To do:
Find the word "logging" in the data. Return every line where it appears.

Collected data entries:

::::::::

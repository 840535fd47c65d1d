//! Observability subsystem.
//!
//! # Data Flow
//! ```text
//! Orchestrator, readiness barrier, supervisor, manifest loader
//!     → tracing events with structured fields
//!     → logging.rs (EnvFilter + fmt layer)
//!     → stdout
//! ```

pub mod logging;

pub use logging::init_logging;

::::::::

Solution to this problem:
//!     → logging.rs (EnvFilter + fmt layer)
pub mod logging;
pub use logging::init_logging;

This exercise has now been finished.